Proximo- good analysis - some quibbles though - Looking at duplex’s graph: irish-property-bubble.blogspot.c … -2005.html
applying a 10/20 % discount on todays asking price for 37 hollypark avenue would get you back to somewhere in 99/00 - probably closer to 00.

However this 99/00 price is at least double the 96 price from the graph - and I don’t see another 50% fall in one year - surely its going to take at least 2 years to achieve this fall? - is there any reason you think its going to happen in one year? (given that the current 50% falls have taken about 2 years).

Sorry, don’t know how to do that quote thing:

Ivor Lot - “The only reason two people HAD to go to work, was to pay the mortgage”

I disagree with you there. Both myself and my wife work, we worked before we married we both continue to work because we enjoy are careers which neither of us wish to give up, it has nothing to do with having to pay the mortgage. If our mortgage was paid off tomorrow we’d both continue to work. As I said, times have changed. That was my point about people marrying later. By the time they marry most couples will have begun careers that they wish to continue.

Johnboy - salaries, on average, should outpace inflation as countries grow in real terms. My point there was that if people are going to pay the same % of salary for a good then the cost of that good will be linked to salary growth not inflation.

Sounds like that was a choice then. Most people did not have that choice.

This is not a swipe at you but many people have put themselves into the position of having no choice. The took out huge morgtages, bought new cars, moved into their house and bought a new kitchen and had to have new furniture.

When I moved into my house I think my cooker was third-hand, the washing machine was from SVDP and the couch was from my mates mothers house. Two years ago a lot of people wouldnt be caught dead doing that.

Property values rose to take advantage of double incomes. It was not the other way around. It became necessary to have two incomes for a mortgage later. The ‘normal’ rules about borrowing are as out of date as unions and collective bargaining. The world has moved on. banks will be less willing to lend but they will still look at potential customers on a case by case basis rather than imposing some blanket nonsense such as 2.5 + 1. I have never indicated that I am optimistic, so I don’t know where you get that from.

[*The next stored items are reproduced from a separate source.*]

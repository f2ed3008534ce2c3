use axum::http::HeaderValue;
use tower_http::cors::{AllowHeaders, AllowMethods, Any, CorsLayer};

pub fn permissive_cors() -> CorsLayer {
    CorsLayer::new()
        .allow_methods(Any)
        .allow_headers(Any)
        .allow_origin(Any)
}

/// Restricts to `client_origin` when one is configured.
pub fn cors_layer(client_origin: Option<HeaderValue>) -> CorsLayer {
    match client_origin {
        Some(origin) => CorsLayer::new()
            .allow_origin(origin)
            .allow_methods(AllowMethods::mirror_request())
            .allow_headers(AllowHeaders::mirror_request())
            .allow_credentials(true),
        None => permissive_cors(),
    }
}
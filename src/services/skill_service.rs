use crate::dto::skill_dto::{RegisterSkillPayload, SkillListQuery, SkillYearsPayload};
use crate::error::{Error, Result};
use crate::models::skill::Skill;
use crate::utils::pagination::PageWindow;
use sqlx::PgPool;

#[derive(Clone)]
pub struct SkillService {
    pool: PgPool,
}

impl SkillService {
    pub fn new(pool: PgPool) -> Self {
        Self { pool }
    }

    pub async fn create(&self, payload: RegisterSkillPayload) -> Result<Skill> {
        let skill = sqlx::query_as::<_, Skill>(
            r#"
            INSERT INTO skills (name)
            VALUES ($1)
            RETURNING id, name
            "#,
        )
        .bind(payload.name.trim())
        .fetch_one(&self.pool)
        .await?;

        tracing::info!(skill_id = skill.id, name = %skill.name, "Skill registered");
        Ok(skill)
    }

    pub async fn list(&self, query: SkillListQuery) -> Result<Vec<Skill>> {
        let window = PageWindow::new(query.page, query.limit, 10);
        let search = format!("%{}%", query.search.unwrap_or_default());

        let skills = sqlx::query_as::<_, Skill>(
            r#"
            SELECT id, name
            FROM skills
            WHERE name LIKE $1
            ORDER BY id
            LIMIT $2 OFFSET $3
            "#,
        )
        .bind(search)
        .bind(window.limit)
        .bind(window.offset)
        .fetch_all(&self.pool)
        .await?;

        Ok(skills)
    }

    pub async fn get_by_id(&self, id: i32) -> Result<Skill> {
        let skill = sqlx::query_as::<_, Skill>("SELECT id, name FROM skills WHERE id = $1")
            .bind(id)
            .fetch_optional(&self.pool)
            .await?;

        skill.ok_or_else(|| Error::NotFound(format!("No skill with this id: {} found", id)))
    }

    pub async fn update(&self, id: i32, payload: RegisterSkillPayload) -> Result<Skill> {
        let skill = sqlx::query_as::<_, Skill>(
            r#"
            UPDATE skills
            SET name = $2
            WHERE id = $1
            RETURNING id, name
            "#,
        )
        .bind(id)
        .bind(payload.name.trim())
        .fetch_optional(&self.pool)
        .await?;

        skill.ok_or_else(|| Error::NotFound(format!("No skill with this id: {} found", id)))
    }

    pub async fn delete(&self, id: i32) -> Result<()> {
        let res = sqlx::query("DELETE FROM skills WHERE id = $1")
            .bind(id)
            .execute(&self.pool)
            .await?;

        if res.rows_affected() == 0 {
            return Err(Error::NotFound(format!("No skill with this id: {} found", id)));
        }
        tracing::info!(skill_id = id, "Skill deleted");
        Ok(())
    }

    /// Returns the ids from `ids` that are absent from the catalog.
    pub async fn missing_ids(&self, ids: &[i32]) -> Result<Vec<i32>> {
        if ids.is_empty() {
            return Ok(Vec::new());
        }
        let missing = sqlx::query_scalar::<_, i32>(
            r#"
            SELECT requested.id
            FROM UNNEST($1::int4[]) AS requested(id)
            LEFT JOIN skills s ON s.id = requested.id
            WHERE s.id IS NULL
            "#,
        )
        .bind(ids)
        .fetch_all(&self.pool)
        .await?;

        Ok(missing)
    }

    pub async fn ensure_exist(&self, ids: &[i32]) -> Result<()> {
        let missing = self.missing_ids(ids).await?;
        if !missing.is_empty() {
            return Err(Error::BadRequest(format!("Unknown skill ids: {:?}", missing)));
        }
        Ok(())
    }
}

pub fn skill_ids(skills: &[SkillYearsPayload]) -> Vec<i32> {
    skills.iter().map(|s| s.id).collect()
}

IMO people in their thirties (me included) are not as selfless as their parents. it is not a question of not being able to afford more than two kids but two kids is manageable and allows new car, holidays, clothes, toys, that one might have to cut back on with 3 or 4 kids

If you get married in your thirties you are used to a reasonable standard of living that is hard to totally give up when you have kids so you make some sacrifices obviously but are probably not going to want to give up all the luxuries

also in SOCODUB there are a lot of people who assume that they are going to have to spend a lot of money on their kids education

OK. But Irish salaries are shrinking and have much further to shrink if there is going to be any hope for the economy. The tax burden will most likely increase and remain at an elevated level for quite some time.

Moreover, salary is not the sole determinant of house prices. Credit is pretty important too and a salary increase of say 3% will not offset a sharp reduction a lending multiples. Add in an eventual normalisation of interest rates at say 4%-5% and suddenly historical parallels are very important.

Not too sure about that. Do you think people get accustomed to a high standard of living during their twenties. I thought it would be the opposite :slight_smile:. I know my twenties were spent either getting educated and traveling, then living at home for a while. Perhaps people get accustomed to living at home these days.

Do you have any proof that there are a lot of people in SDCC that are going to be spending money on their kids education, it sounds like a wild claim Im afriad.